The county expects to be issuing approximately $18 million to fund improvements and expansion at its Brookside nursing home over the next two years. The county facility has had positive operations over the past decade and there is significant demand for additional capacity and services. The county expects to maintain this and all enterprise related debt as self-supporting. Fitch believes that while expanding nursing home operations may present risks, management's close oversight of these operations should enable continued balanced operations.

The county participates in a state-run defined benefit pension plan, which is well funded at nearly 100% as of its 2013 valuation or a Fitch-estimated 98% under a 7% rate of return and liability adjustment assumption. Actuarially-based payments for the plan are low at $3.6 million or 2.5% of total 2013 governmental fund spending. Recent changes in pension funding requirements may help contain cost growth, due to state reductions in required duty disability pension payments as well as an increase in contributions by non-uniform employees.

The county adopted a new other post-employment benefit (OPEB) health insurance policy effective January 2013 which changed eligibility and benefits resulting in reduced annual OPEB costs and unfunded liabilities. The county contributed $3 million for OPEB costs in 2013 or 63% of the actuarially-based annual required OPEB cost. Had the entire cost been paid it would represent a low 3.3% of 2013 total governmental spending.

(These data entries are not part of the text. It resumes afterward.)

//! The process-wide mode/input signal.
//!
//! One [`ModeSignal`] is shared (via [`SharedSignal`]) between the render
//! lane and every input source.  Each field has a fixed set of writers:
//!
//! | Field | Writers | Readers |
//! |---|---|---|
//! | `mode`            | click toggler, gesture classifier | animators, overlays |
//! | `steering_offset` | gesture classifier only           | animators           |
//! | `last_gesture`    | gesture classifier only           | overlays            |
//!
//! Writers are unordered relative to each other and the last write wins.
//! Readers take one [`SignalSnapshot`] per frame and use only that.

use std::sync::atomic::{AtomicU32, AtomicU8, Ordering};
use std::sync::{Arc, Mutex, PoisonError};

use glam::Vec2;

// ════════════════════════════════════════════════════════════════════════════
// Mode
// ════════════════════════════════════════════════════════════════════════════

/// Discrete formation preference.
#[derive(Clone, Copy, Debug, Default, PartialEq, Eq, Hash)]
#[repr(u8)]
pub enum Mode {
    #[default]
    Assembled = 0,
    Exploded  = 1,
}

impl Mode {
    pub fn toggled(self) -> Mode {
        match self {
            Mode::Assembled => Mode::Exploded,
            Mode::Exploded  => Mode::Assembled,
        }
    }

    /// Blend endpoint the animators ease toward in this mode.
    pub fn target_blend(self) -> f32 {
        match self {
            Mode::Assembled => 0.0,
            Mode::Exploded  => 1.0,
        }
    }

    pub fn label(self) -> &'static str {
        match self {
            Mode::Assembled => "ASSEMBLED",
            Mode::Exploded  => "EXPLODED",
        }
    }

    fn from_bits(bits: u8) -> Mode {
        if bits & 1 == 0 { Mode::Assembled } else { Mode::Exploded }
    }
}

// ════════════════════════════════════════════════════════════════════════════
// Gesture reading
// ════════════════════════════════════════════════════════════════════════════

/// Discrete hand gesture.
#[derive(Clone, Copy, Debug, Default, PartialEq, Eq, Hash)]
pub enum GestureLabel {
    Fist,
    Palm,
    #[default]
    Unknown,
}

impl GestureLabel {
    pub fn label(self) -> &'static str {
        match self {
            GestureLabel::Fist    => "FIST",
            GestureLabel::Palm    => "PALM",
            GestureLabel::Unknown => "UNKNOWN",
        }
    }
}

/// Last-known hand reading, for overlays.
#[derive(Clone, Copy, Debug, PartialEq)]
pub struct GestureReading {
    pub hand_detected: bool,
    pub label:         GestureLabel,
    /// Hand centre in normalized image coordinates, `[0, 1]²`.
    pub hand_position: Vec2,
}

impl Default for GestureReading {
    fn default() -> Self {
        GestureReading {
            hand_detected: false,
            label:         GestureLabel::Unknown,
            hand_position: Vec2::splat(0.5),
        }
    }
}

// ════════════════════════════════════════════════════════════════════════════
// ModeSignal
// ════════════════════════════════════════════════════════════════════════════

/// Everything an animator needs from the signal for one frame.
#[derive(Clone, Copy, Debug, Default, PartialEq)]
pub struct SignalSnapshot {
    pub mode:            Mode,
    pub steering_offset: f32,
    pub gesture:         GestureReading,
}

/// Shared handle to the signal.
pub type SharedSignal = Arc<ModeSignal>;

/// Mode, steering and gesture state written by input sources and read by the
/// render lane.
///
/// `mode` and `steering_offset` are atomics; the gesture reading sits behind
/// a mutex.  A poisoned mutex is recovered, never propagated: a torn reading
/// can only cost one stale frame.
#[derive(Debug)]
pub struct ModeSignal {
    mode:     AtomicU8,
    steering: AtomicU32,
    gesture:  Mutex<GestureReading>,
}

impl Default for ModeSignal {
    fn default() -> Self {
        ModeSignal {
            mode:     AtomicU8::new(Mode::Assembled as u8),
            steering: AtomicU32::new(0.0_f32.to_bits()),
            gesture:  Mutex::new(GestureReading::default()),
        }
    }
}

impl ModeSignal {
    pub fn new() -> Self { Self::default() }

    /// A fresh signal behind an `Arc`, ready to hand to input sources.
    pub fn shared() -> SharedSignal { Arc::new(Self::default()) }

    // ── mode ──────────────────────────────────────────────────────────────

    pub fn mode(&self) -> Mode {
        Mode::from_bits(self.mode.load(Ordering::Acquire))
    }

    pub fn set_mode(&self, mode: Mode) {
        self.mode.store(mode as u8, Ordering::Release);
    }

    /// Flip the mode and return the new value.
    pub fn toggle_mode(&self) -> Mode {
        let prev = self.mode.fetch_xor(1, Ordering::AcqRel);
        Mode::from_bits(prev).toggled()
    }

    // ── steering ──────────────────────────────────────────────────────────

    pub fn steering_offset(&self) -> f32 {
        f32::from_bits(self.steering.load(Ordering::Acquire))
    }

    pub fn set_steering_offset(&self, offset: f32) {
        self.steering.store(offset.to_bits(), Ordering::Release);
    }

    // ── gesture ───────────────────────────────────────────────────────────

    pub fn last_gesture(&self) -> GestureReading {
        *self.gesture.lock().unwrap_or_else(PoisonError::into_inner)
    }

    pub fn record_gesture(&self, reading: GestureReading) {
        *self.gesture.lock().unwrap_or_else(PoisonError::into_inner) = reading;
    }

    /// Mark the hand as gone while keeping its last label and position.
    pub fn record_hand_lost(&self) {
        self.gesture.lock().unwrap_or_else(PoisonError::into_inner).hand_detected = false;
    }

    // ── snapshot ──────────────────────────────────────────────────────────

    /// Read every field once.  Call this once per frame.
    pub fn snapshot(&self) -> SignalSnapshot {
        SignalSnapshot {
            mode:            self.mode(),
            steering_offset: self.steering_offset(),
            gesture:         self.last_gesture(),
        }
    }
}

// ════════════════════════════════════════════════════════════════════════════
// Tests
// ════════════════════════════════════════════════════════════════════════════
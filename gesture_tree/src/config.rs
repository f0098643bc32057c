//! Runtime configuration and its command-line form.

use clap::{Parser, ValueEnum};
use tree_motion::{MotionTuning, EASE_RATE, STEERING_GAIN};

use crate::tracker::CaptureHints;

/// Which hand tracker feeds the gesture lane.
#[derive(Clone, Copy, Debug, Default, PartialEq, Eq, ValueEnum)]
pub enum GestureBackend {
    /// Keyboard + mouse driven synthetic hand.
    #[default]
    Sim,
    /// LeapMotion controller (needs the `leap` feature).
    Leap,
    /// Click input only.
    Off,
}

/// Configuration for the full application.
#[derive(Clone, Debug, PartialEq)]
pub struct AppConfig {
    /// Particle count multiplier; 1.0 gives 12000 / 8000 / 1500 / 5000.
    pub density: f32,
    pub gesture: GestureBackend,
    pub width:   usize,
    pub height:  usize,
    pub capture: CaptureHints,
    /// Fixed seed for reproducible formations.
    pub seed:    Option<u64>,
    /// Easing rates and steering gain shared by every group.
    pub tuning:  MotionTuning,
}

impl Default for AppConfig {
    fn default() -> Self {
        AppConfig {
            density: 1.0,
            gesture: GestureBackend::Sim,
            width:   960,
            height:  640,
            capture: CaptureHints::default(),
            seed:    None,
            tuning:  MotionTuning::default(),
        }
    }
}

/// Largest accepted density multiplier.
pub const MAX_DENSITY: f32 = 4.0;

// ── CLI ───────────────────────────────────────────────────────────────────

/// Gesture-driven particle Christmas tree.
#[derive(Parser, Debug)]
#[command(version, about)]
pub struct Cli {
    /// Particle count multiplier (0 to 4)
    #[arg(long, default_value_t = 1.0)]
    pub density: f32,

    /// Hand tracker feeding the gesture lane
    #[arg(long, value_enum, default_value_t = GestureBackend::Sim)]
    pub gesture: GestureBackend,

    /// Window width in pixels
    #[arg(long, default_value_t = 960)]
    pub width: usize,

    /// Window height in pixels
    #[arg(long, default_value_t = 640)]
    pub height: usize,

    /// Seed for reproducible formations
    #[arg(long)]
    pub seed: Option<u64>,

    /// Requested camera frame rate
    #[arg(long, default_value_t = 30)]
    pub camera_fps: u32,

    /// How fast the tree bursts and reassembles, per second
    #[arg(long, default_value_t = EASE_RATE)]
    pub ease_rate: f32,

    /// Spin added per unit of hand offset, rad/s
    #[arg(long, default_value_t = STEERING_GAIN)]
    pub steering_gain: f32,
}

/// `value` if it is finite and positive, else `fallback`.
fn positive_or(value: f32, fallback: f32) -> f32 {
    if value.is_finite() && value > 0.0 { value } else { fallback }
}

impl From<Cli> for AppConfig {
    fn from(cli: Cli) -> Self {
        let density = if cli.density.is_finite() {
            cli.density.clamp(0.0, MAX_DENSITY)
        } else {
            1.0
        };
        AppConfig {
            density,
            gesture: cli.gesture,
            width:   cli.width.max(160),
            height:  cli.height.max(120),
            capture: CaptureHints { frame_rate: cli.camera_fps.max(1), ..CaptureHints::default() },
            seed:    cli.seed,
            tuning:  MotionTuning {
                ease_rate:     positive_or(cli.ease_rate, EASE_RATE),
                steering_gain: positive_or(cli.steering_gain, STEERING_GAIN),
                ..MotionTuning::default()
            },
        }
    }
}

#[cfg(test)]
mod tests {
    use super::*;
    use pretty_assertions::assert_eq;

    fn parse(args: &[&str]) -> AppConfig {
        let argv = std::iter::once("gesture_tree").chain(args.iter().copied());
        Cli::try_parse_from(argv).expect("valid arguments").into()
    }

    #[test]
    fn no_flags_gives_defaults() {
        assert_eq!(parse(&[]), AppConfig::default());
    }

    #[test]
    fn flags_override_defaults() {
        let cfg = parse(&["--density", "0.5", "--gesture", "off", "--seed", "7", "--width", "800"]);
        assert_eq!(cfg.density, 0.5);
        assert_eq!(cfg.gesture, GestureBackend::Off);
        assert_eq!(cfg.seed, Some(7));
        assert_eq!(cfg.width, 800);
        assert_eq!(cfg.height, 640);
    }

    #[test]
    fn density_is_clamped() {
        assert_eq!(parse(&["--density", "9"]).density, MAX_DENSITY);
        assert_eq!(parse(&["--density=-1"]).density, 0.0);
    }

    #[test]
    fn tuning_flags_reach_the_config() {
        let cfg = parse(&["--ease-rate", "6", "--steering-gain", "2.5"]);
        assert_eq!(cfg.tuning.ease_rate, 6.0);
        assert_eq!(cfg.tuning.steering_gain, 2.5);
        assert_eq!(cfg.tuning.rate_ease, MotionTuning::default().rate_ease);
    }

    #[test]
    fn unusable_tuning_falls_back() {
        let cfg = parse(&["--ease-rate=0", "--steering-gain=-3"]);
        assert_eq!(cfg.tuning, MotionTuning::default());
    }

    #[test]
    fn unknown_backend_is_rejected() {
        assert!(Cli::try_parse_from(["gesture_tree", "--gesture", "webcam"]).is_err());
    }
}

The county's unfunded actuarially accrued liability is minimal at less than 0.5% of market value.

Additional information is available at 'www.fitchratings.com'.

In addition to the sources of information identified in Fitch's Tax-Supported Rating Criteria, this action was additionally informed by information from Creditscope, University Financial Associates, S&P/Case-Shiller Home Price Index, IHS Global Insight, National Association of Realtors, and Zillow.

Applicable Criteria and Related Research:

--'Tax-Supported Rating Criteria' (Aug. 14, 2012);

--'U.S. Local Government Tax-Supported Rating Criteria' (Aug. 14, 2012).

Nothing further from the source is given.